Setting the grocery bag of bread and cereal next to the door, Ida accommodates herself in another rocker next to her sister, and sighs. “She was there. But it did appear she was gossiping with Mrs. Whipplestone.”
“That’s on account they’re both Episcopalian and don’t call it gossip, but rather sharing the truth. Least ways that’s what Nora told me and she’s Baptist you know.” She offers her sister a crystal glass, dripping with perspiration and filled with iced lemonade. “If you ask me all southerners must be Episcopalian at heart.”
Ida puts the cold glass next to her cheek, still hot from the sun. “Maybe, but since we’re brought up proper, most of us are too full of guilt to ever change.” She takes a long drink and changes the subject as it seems too onerous for this time of day. “I do miss my car, but its good George has taken the kids fishing at the lake today.”
Adele looks out to the sun-bleached yard. “Do you remember when we were young and would run through the sprinklers on days like this? Daddy would walk out onto the lawn to feel the soil and say it was as parched as a preacher’s tongue after a week of revival meetings; and then he’d hook up the hose to let us play.”
Ida closed her eyes, remembering. “Water would pool over the grass like mulled black tea and when we splashed in it, the spray would turn white, sparkling in the sun. I always wondered about that and meant to ask Daddy, but I never did.”
“And when we picked up the hose and sprayed it into the sun rainbows would appear. Oh my, that was a wonderful time.” She claps her hands as a child. “I wanted it to last forever, my feet wet, muddy and cold and the rest of me bathed in hot, shimmering light.”
Ida looked at her sister. “Dare we?”
“Goodness, at our age and in bathing suits? Can you imagine what kind of yard ornaments we’d look like to the neighbors and what would George and the kids say if they ever found out?”
Ida sighs and gets up from her chair to look at the lawn. “You’re right. It would be quite a sight and story if the family ever knew.” She walks down the stairs to feel the grass. “Yard's parched, just like Daddy used to say; badly needing water.” She spies a green hose beneath the juniper bushes. It lay there coiled and every bit as tempting as the serpent in Eden’s garden.
Adel appears at the crest of the stoop, sweat dripping down her chin to stain the neckline of her blouse dark. “The sun’s so fierce maybe people would only think they’re seeing a mirage or something.”
“Or call the police and we’d end up on the six o’clock news.” She looks around the quiet neighborhood as if to dispel any such possibilities.
“Come on, Ida, let’s do it. We’ll bring out umbrellas to hide behind in case anyone drives by.”
Ida glances at the hose and back out to the deserted street, then up to the hot sun; her heart and mind racing with images of cold wet muddy feet and shimmering rainbows. “Last one back outside is a cry baby,” she squeals rushing up the steps and past her sister.

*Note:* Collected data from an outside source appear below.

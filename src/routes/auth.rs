//! Auth routes for signup and login

use axum::{
    Json, Router,
    extract::{State, rejection::JsonRejection},
    http::StatusCode,
    routing::post,
};

use crate::auth::models::{LoginRequest, SignupRequest, TokenResponse};
use crate::database::{StoreError, models::NewUser};
use crate::error::{AppError, AppResult};
use crate::routes::{MessageResponse, non_blank};
use crate::server::AppState;

const SIGNUP_FAILED: &str = "Signup failed, please try again later";
const LOGIN_FAILED: &str = "Login failed, please try again later";

/// Same message for an unknown email and a wrong password
pub const INVALID_CREDENTIALS: &str = "Invalid email or password";

pub async fn signup(
    State(app_state): State<AppState>,
    payload: Result<Json<SignupRequest>, JsonRejection>,
) -> AppResult<(StatusCode, Json<MessageResponse>)> {
    let Json(payload) = payload?;
    let (Some(username), Some(email), Some(password)) = (
        non_blank(payload.username),
        non_blank(payload.email),
        non_blank(payload.password),
    ) else {
        return Err(AppError::Validation("All fields are required".to_string()));
    };

    let existing = app_state
        .stores
        .users
        .find_user_by_email(&email)
        .await
        .map_err(AppError::internal(SIGNUP_FAILED))?;
    if existing.is_some() {
        return Err(AppError::Conflict("User already exists".to_string()));
    }

    let passwords = app_state.passwords.clone();
    let password_hash = tokio::task::spawn_blocking(move || passwords.hash(&password))
        .await
        .map_err(AppError::internal(SIGNUP_FAILED))?
        .map_err(AppError::internal(SIGNUP_FAILED))?;

    let user = match app_state
        .stores
        .users
        .create_user(NewUser {
            username,
            email,
            password_hash,
        })
        .await
    {
        Ok(user) => user,
        // Lost a race with a concurrent signup for the same email
        Err(StoreError::Conflict) => {
            return Err(AppError::Conflict("User already exists".to_string()));
        }
        Err(e) => return Err(AppError::internal(SIGNUP_FAILED)(e)),
    };

    tracing::info!(user_id = %user.id, username = %user.username, "User signed up");
    Ok((
        StatusCode::CREATED,
        Json(MessageResponse::new("User created successfully")),
    ))
}

pub async fn login(
    State(app_state): State<AppState>,
    payload: Result<Json<LoginRequest>, JsonRejection>,
) -> AppResult<Json<TokenResponse>> {
    let Json(LoginRequest { email, password }) = payload?;

    let user = app_state
        .stores
        .users
        .find_user_by_email(&email)
        .await
        .map_err(AppError::internal(LOGIN_FAILED))?;

    let passwords = app_state.passwords.clone();
    let verified = tokio::task::spawn_blocking(move || match user {
        Some(user) if passwords.verify(&password, &user.password_hash) => Some(user),
        Some(_) => None,
        None => {
            passwords.verify_dummy(&password);
            None
        }
    })
    .await
    .map_err(AppError::internal(LOGIN_FAILED))?;

    let Some(user) = verified else {
        tracing::info!("Login rejected");
        return Err(AppError::Authentication(INVALID_CREDENTIALS.to_string()));
    };

    let token = app_state
        .jwt_service
        .create_token(user.id, user.email)
        .map_err(AppError::internal(LOGIN_FAILED))?;

    tracing::info!(user_id = %user.id, member_since = %user.created_at, "User logged in");
    Ok(Json(TokenResponse { token }))
}

pub fn create_auth_routes() -> Router<AppState> {
    Router::new()
        .route("/signup", post(signup))
        .route("/login", post(login))
}
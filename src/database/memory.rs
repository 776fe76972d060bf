//! In-memory store
//!
//! Selected with `DATABASE_URL=memory`. Data lives for the life of the process.

use std::collections::BTreeMap;

use async_trait::async_trait;
use chrono::Utc;
use dashmap::DashMap;
use dashmap::mapref::entry::Entry;
use parking_lot::Mutex;
use uuid::Uuid;

use crate::database::models::{NewProduct, NewUser, Product, ProductPatch, User};
use crate::database::store::{ProductStore, StoreError, StoreHealth, StoreResult, UserStore};

#[derive(Debug, Default)]
pub struct MemoryStore {
    /// Users keyed by email
    users: DashMap<String, User>,
    products: Mutex<ProductTable>,
}

#[derive(Debug, Default)]
struct ProductTable {
    next_id: i64,
    rows: BTreeMap<i64, Product>,
}

impl MemoryStore {
    pub fn new() -> Self {
        Self::default()
    }
}

#[async_trait]
impl UserStore for MemoryStore {
    async fn find_user_by_email(&self, email: &str) -> StoreResult<Option<User>> {
        Ok(self.users.get(email).map(|entry| entry.value().clone()))
    }

    async fn create_user(&self, user: NewUser) -> StoreResult<User> {
        match self.users.entry(user.email.clone()) {
            Entry::Occupied(_) => Err(StoreError::Conflict),
            Entry::Vacant(slot) => {
                let created = User {
                    id: Uuid::new_v4(),
                    username: user.username,
                    email: user.email,
                    password_hash: user.password_hash,
                    created_at: Utc::now(),
                };
                slot.insert(created.clone());
                Ok(created)
            }
        }
    }
}

#[async_trait]
impl ProductStore for MemoryStore {
    async fn list_products(&self) -> StoreResult<Vec<Product>> {
        Ok(self.products.lock().rows.values().cloned().collect())
    }

    async fn get_product(&self, id: i64) -> StoreResult<Option<Product>> {
        Ok(self.products.lock().rows.get(&id).cloned())
    }

    async fn create_product(&self, product: NewProduct) -> StoreResult<Product> {
        let mut table = self.products.lock();
        table.next_id += 1;
        let now = Utc::now();
        let created = Product {
            id: table.next_id,
            name: product.name,
            description: product.description,
            quantity: product.quantity,
            price: product.price,
            created_at: now,
            updated_at: now,
        };
        table.rows.insert(created.id, created.clone());
        Ok(created)
    }

    async fn replace_product(&self, id: i64, product: NewProduct) -> StoreResult<bool> {
        let mut table = self.products.lock();
        let Some(existing) = table.rows.get_mut(&id) else {
            return Ok(false);
        };
        existing.name = product.name;
        existing.description = product.description;
        existing.quantity = product.quantity;
        existing.price = product.price;
        existing.updated_at = Utc::now();
        Ok(true)
    }

    async fn patch_product(&self, id: i64, patch: ProductPatch) -> StoreResult<bool> {
        let mut table = self.products.lock();
        let Some(existing) = table.rows.get_mut(&id) else {
            return Ok(false);
        };
        if !patch.is_empty() {
            patch.apply(existing);
            existing.updated_at = Utc::now();
        }
        Ok(true)
    }

    async fn delete_product(&self, id: i64) -> StoreResult<bool> {
        Ok(self.products.lock().rows.remove(&id).is_some())
    }
}

#[async_trait]
impl StoreHealth for MemoryStore {
    fn backend(&self) -> &'static str {
        "memory"
    }

    async fn health_check(&self) -> anyhow::Result<()> {
        Ok(())
    }
}

#[cfg(test)]
mod tests {
    use super::*;
    use rust_decimal::Decimal;

    fn new_user(email: &str) -> NewUser {
        NewUser {
            username: "alice".to_string(),
            email: email.to_string(),
            password_hash: "$argon2id$fake".to_string(),
        }
    }

    fn new_product(name: &str) -> NewProduct {
        NewProduct {
            name: name.to_string(),
            description: None,
            quantity: 5,
            price: Decimal::new(1999, 2),
        }
    }

    #[tokio::test]
    async fn test_duplicate_email_conflicts() {
        let store = MemoryStore::new();
        store.create_user(new_user("a@example.com")).await.unwrap();

        let err = store.create_user(new_user("a@example.com")).await.unwrap_err();
        assert!(matches!(err, StoreError::Conflict));
        assert_eq!(store.users.len(), 1);
    }

    #[tokio::test]
    async fn test_email_lookup_is_case_sensitive() {
        let store = MemoryStore::new();
        store.create_user(new_user("Bob@example.com")).await.unwrap();

        assert!(store.find_user_by_email("Bob@example.com").await.unwrap().is_some());
        assert!(store.find_user_by_email("bob@example.com").await.unwrap().is_none());
    }

    #[tokio::test]
    async fn test_product_lifecycle() {
        let store = MemoryStore::new();
        let first = store.create_product(new_product("Mug")).await.unwrap();
        let second = store.create_product(new_product("Plate")).await.unwrap();
        assert_eq!(first.id, 1);
        assert_eq!(second.id, 2);

        let patch = ProductPatch {
            price: Some(Decimal::new(500, 2)),
            ..Default::default()
        };
        assert!(store.patch_product(first.id, patch.clone()).await.unwrap());
        assert!(!store.patch_product(99, patch).await.unwrap());

        let mug = store.get_product(first.id).await.unwrap().unwrap();
        assert_eq!(mug.price, Decimal::new(500, 2));
        assert_eq!(mug.name, "Mug");

        assert!(store.replace_product(second.id, new_product("Bowl")).await.unwrap());
        assert!(!store.replace_product(99, new_product("Bowl")).await.unwrap());

        assert!(store.delete_product(first.id).await.unwrap());
        assert!(!store.delete_product(first.id).await.unwrap());

        let remaining = store.list_products().await.unwrap();
        assert_eq!(remaining.len(), 1);
        assert_eq!(remaining[0].name, "Bowl");
    }
}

Minutes later, black umbrellas in hand, they’re splashing white sprays from puddles that lay like mulled tea over the lawn. Transported, they giggle and dance with muddied feet, creating a mist of rainbows with water aimed at the sun. Time falls cold-cocked on a hot sunny day.
Having forgotten his fishing license, George drives up to see them - children of the hose. He barely blinks. Possibly, because he was wondering how to explain what they were seeing to the kids; or, maybe yet, secretly wishing he could join them, transported on the lawn.